- **WORK ORDER**: Would you copy each line of the records that includes the word "production"?

-*-*-

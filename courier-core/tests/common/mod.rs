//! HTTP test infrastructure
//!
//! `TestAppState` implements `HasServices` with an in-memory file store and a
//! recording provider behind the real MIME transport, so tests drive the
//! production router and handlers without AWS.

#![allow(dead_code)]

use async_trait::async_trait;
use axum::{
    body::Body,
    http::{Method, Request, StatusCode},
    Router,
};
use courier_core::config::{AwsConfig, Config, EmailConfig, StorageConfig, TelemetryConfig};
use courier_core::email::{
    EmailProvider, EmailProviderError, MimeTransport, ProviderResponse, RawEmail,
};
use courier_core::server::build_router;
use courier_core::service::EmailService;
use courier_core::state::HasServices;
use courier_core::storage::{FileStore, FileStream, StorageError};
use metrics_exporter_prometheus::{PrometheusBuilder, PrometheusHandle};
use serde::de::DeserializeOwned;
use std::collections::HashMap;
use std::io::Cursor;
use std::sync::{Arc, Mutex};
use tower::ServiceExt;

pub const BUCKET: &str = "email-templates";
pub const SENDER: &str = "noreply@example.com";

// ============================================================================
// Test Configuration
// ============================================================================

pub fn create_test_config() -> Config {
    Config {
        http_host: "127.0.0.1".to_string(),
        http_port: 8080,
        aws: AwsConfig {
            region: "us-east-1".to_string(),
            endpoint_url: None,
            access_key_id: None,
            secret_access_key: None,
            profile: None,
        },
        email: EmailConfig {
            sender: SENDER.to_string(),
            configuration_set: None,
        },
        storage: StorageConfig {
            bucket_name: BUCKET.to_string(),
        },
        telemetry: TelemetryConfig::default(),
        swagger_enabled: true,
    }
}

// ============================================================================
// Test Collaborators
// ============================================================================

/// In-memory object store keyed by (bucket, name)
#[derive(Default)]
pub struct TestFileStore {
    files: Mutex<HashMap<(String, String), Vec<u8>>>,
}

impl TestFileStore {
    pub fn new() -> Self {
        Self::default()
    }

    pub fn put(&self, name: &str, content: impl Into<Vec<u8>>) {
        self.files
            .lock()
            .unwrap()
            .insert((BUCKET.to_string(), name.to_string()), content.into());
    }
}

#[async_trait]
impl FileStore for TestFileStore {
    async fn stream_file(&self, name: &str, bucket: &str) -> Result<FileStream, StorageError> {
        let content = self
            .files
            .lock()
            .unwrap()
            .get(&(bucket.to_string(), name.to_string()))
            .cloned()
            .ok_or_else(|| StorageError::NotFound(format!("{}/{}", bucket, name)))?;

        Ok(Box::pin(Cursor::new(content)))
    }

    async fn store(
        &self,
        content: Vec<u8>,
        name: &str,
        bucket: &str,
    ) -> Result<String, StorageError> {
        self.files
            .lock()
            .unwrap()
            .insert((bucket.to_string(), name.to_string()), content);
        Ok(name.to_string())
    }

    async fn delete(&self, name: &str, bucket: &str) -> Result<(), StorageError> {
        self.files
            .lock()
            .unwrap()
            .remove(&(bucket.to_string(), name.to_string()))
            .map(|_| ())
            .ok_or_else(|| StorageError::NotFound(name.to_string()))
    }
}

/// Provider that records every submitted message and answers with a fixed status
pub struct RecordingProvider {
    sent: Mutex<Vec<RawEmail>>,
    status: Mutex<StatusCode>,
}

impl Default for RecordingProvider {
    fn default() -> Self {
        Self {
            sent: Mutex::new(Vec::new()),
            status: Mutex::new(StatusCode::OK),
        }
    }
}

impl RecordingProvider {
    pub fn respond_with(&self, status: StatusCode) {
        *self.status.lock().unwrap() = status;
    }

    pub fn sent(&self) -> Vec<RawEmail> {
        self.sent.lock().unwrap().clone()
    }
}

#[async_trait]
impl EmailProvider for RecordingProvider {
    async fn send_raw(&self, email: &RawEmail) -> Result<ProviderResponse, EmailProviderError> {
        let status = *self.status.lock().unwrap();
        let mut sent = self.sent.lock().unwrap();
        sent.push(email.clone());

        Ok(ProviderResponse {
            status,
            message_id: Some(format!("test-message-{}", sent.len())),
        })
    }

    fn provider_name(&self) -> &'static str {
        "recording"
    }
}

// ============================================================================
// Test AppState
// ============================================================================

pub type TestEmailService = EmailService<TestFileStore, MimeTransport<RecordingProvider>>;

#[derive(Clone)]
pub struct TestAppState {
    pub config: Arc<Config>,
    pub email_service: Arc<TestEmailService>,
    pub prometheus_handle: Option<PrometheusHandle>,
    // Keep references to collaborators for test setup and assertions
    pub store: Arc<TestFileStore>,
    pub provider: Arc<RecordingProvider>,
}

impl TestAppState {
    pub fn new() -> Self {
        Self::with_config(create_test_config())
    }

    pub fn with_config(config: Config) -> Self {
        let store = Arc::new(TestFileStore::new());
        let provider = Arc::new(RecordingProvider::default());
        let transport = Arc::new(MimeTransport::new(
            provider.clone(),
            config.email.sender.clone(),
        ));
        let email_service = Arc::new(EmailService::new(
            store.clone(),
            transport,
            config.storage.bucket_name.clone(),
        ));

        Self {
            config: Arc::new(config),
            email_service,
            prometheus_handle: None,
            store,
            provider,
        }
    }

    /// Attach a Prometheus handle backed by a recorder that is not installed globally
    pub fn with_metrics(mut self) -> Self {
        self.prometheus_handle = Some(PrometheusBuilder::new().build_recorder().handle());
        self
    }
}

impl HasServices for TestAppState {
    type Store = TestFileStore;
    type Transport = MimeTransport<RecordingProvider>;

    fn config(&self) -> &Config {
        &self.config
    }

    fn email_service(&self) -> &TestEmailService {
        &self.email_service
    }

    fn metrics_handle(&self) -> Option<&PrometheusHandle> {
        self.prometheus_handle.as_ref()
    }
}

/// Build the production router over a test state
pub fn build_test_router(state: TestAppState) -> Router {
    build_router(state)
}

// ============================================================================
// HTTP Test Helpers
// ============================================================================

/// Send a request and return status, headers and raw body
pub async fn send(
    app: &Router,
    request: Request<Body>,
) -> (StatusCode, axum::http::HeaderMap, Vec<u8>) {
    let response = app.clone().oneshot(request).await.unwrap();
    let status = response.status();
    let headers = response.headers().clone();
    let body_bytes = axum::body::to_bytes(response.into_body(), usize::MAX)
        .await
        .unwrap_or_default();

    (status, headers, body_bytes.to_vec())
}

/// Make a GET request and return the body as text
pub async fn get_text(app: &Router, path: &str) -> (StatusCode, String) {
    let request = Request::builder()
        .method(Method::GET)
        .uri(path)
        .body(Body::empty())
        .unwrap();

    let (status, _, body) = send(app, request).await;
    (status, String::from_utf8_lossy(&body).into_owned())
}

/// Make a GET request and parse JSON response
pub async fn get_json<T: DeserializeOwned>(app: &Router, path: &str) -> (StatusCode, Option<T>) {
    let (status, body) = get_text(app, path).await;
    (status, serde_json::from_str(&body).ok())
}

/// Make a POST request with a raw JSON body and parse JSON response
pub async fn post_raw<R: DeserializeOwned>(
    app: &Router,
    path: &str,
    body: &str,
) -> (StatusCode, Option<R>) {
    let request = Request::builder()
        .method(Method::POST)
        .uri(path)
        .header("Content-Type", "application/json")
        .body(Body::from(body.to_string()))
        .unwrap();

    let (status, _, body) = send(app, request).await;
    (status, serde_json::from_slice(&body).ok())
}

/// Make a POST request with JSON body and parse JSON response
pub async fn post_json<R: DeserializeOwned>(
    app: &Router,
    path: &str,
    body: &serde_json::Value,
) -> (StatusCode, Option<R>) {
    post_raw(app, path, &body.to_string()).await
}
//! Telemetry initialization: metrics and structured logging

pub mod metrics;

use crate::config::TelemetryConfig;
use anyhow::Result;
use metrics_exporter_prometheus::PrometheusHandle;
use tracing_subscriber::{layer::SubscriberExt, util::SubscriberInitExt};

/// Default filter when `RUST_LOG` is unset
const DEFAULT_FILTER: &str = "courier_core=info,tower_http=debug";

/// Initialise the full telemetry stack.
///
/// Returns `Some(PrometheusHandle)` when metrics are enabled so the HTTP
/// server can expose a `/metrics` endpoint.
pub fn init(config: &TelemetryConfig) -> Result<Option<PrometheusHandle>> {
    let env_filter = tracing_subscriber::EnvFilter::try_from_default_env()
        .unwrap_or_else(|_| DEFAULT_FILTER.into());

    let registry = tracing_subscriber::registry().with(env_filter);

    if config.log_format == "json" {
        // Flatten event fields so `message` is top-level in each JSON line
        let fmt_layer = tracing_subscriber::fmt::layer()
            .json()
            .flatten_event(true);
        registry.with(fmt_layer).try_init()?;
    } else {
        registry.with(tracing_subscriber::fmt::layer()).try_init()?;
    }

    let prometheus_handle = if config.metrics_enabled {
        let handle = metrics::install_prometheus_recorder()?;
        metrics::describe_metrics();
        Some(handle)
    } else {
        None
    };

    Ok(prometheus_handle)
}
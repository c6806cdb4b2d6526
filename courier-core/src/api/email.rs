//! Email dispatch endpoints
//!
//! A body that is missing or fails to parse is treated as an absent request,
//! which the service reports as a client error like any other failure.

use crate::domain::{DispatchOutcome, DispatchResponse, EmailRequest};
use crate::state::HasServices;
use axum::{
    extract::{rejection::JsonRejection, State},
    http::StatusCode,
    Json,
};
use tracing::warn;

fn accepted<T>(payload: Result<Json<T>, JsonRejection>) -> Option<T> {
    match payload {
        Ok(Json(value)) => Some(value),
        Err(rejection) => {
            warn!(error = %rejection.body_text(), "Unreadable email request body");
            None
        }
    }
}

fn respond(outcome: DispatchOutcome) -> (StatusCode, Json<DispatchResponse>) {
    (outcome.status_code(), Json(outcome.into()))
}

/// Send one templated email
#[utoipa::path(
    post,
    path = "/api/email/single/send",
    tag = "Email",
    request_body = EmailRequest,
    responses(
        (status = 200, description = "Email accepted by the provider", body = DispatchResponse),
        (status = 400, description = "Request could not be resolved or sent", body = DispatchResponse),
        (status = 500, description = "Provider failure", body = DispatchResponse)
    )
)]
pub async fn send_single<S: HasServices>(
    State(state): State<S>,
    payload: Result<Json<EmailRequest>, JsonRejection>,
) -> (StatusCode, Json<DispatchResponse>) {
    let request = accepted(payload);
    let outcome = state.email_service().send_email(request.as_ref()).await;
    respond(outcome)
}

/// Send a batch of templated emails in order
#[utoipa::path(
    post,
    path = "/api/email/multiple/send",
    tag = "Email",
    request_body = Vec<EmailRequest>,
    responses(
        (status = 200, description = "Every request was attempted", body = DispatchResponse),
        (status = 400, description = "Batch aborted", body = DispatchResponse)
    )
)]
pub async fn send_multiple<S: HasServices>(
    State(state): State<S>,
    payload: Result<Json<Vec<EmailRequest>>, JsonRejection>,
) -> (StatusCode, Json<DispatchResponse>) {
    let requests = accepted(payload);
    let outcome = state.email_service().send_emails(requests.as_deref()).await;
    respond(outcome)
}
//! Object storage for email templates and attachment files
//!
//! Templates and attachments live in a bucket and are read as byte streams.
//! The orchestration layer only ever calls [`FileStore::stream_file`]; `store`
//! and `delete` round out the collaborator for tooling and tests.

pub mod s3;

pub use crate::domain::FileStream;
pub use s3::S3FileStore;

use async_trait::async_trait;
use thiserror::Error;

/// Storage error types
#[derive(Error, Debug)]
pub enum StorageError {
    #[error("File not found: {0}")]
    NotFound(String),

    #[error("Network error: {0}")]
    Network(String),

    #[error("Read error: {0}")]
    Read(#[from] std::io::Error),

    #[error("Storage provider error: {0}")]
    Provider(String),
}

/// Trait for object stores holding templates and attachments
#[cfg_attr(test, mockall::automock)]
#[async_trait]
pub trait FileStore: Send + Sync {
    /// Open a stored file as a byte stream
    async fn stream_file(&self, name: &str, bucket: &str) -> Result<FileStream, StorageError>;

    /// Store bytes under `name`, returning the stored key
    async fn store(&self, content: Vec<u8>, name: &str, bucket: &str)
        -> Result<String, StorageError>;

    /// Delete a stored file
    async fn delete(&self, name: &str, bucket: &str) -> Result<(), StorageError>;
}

-*-*-

- **REPLY**:
//! production router and handlers without AWS.
/// Build the production router over a test state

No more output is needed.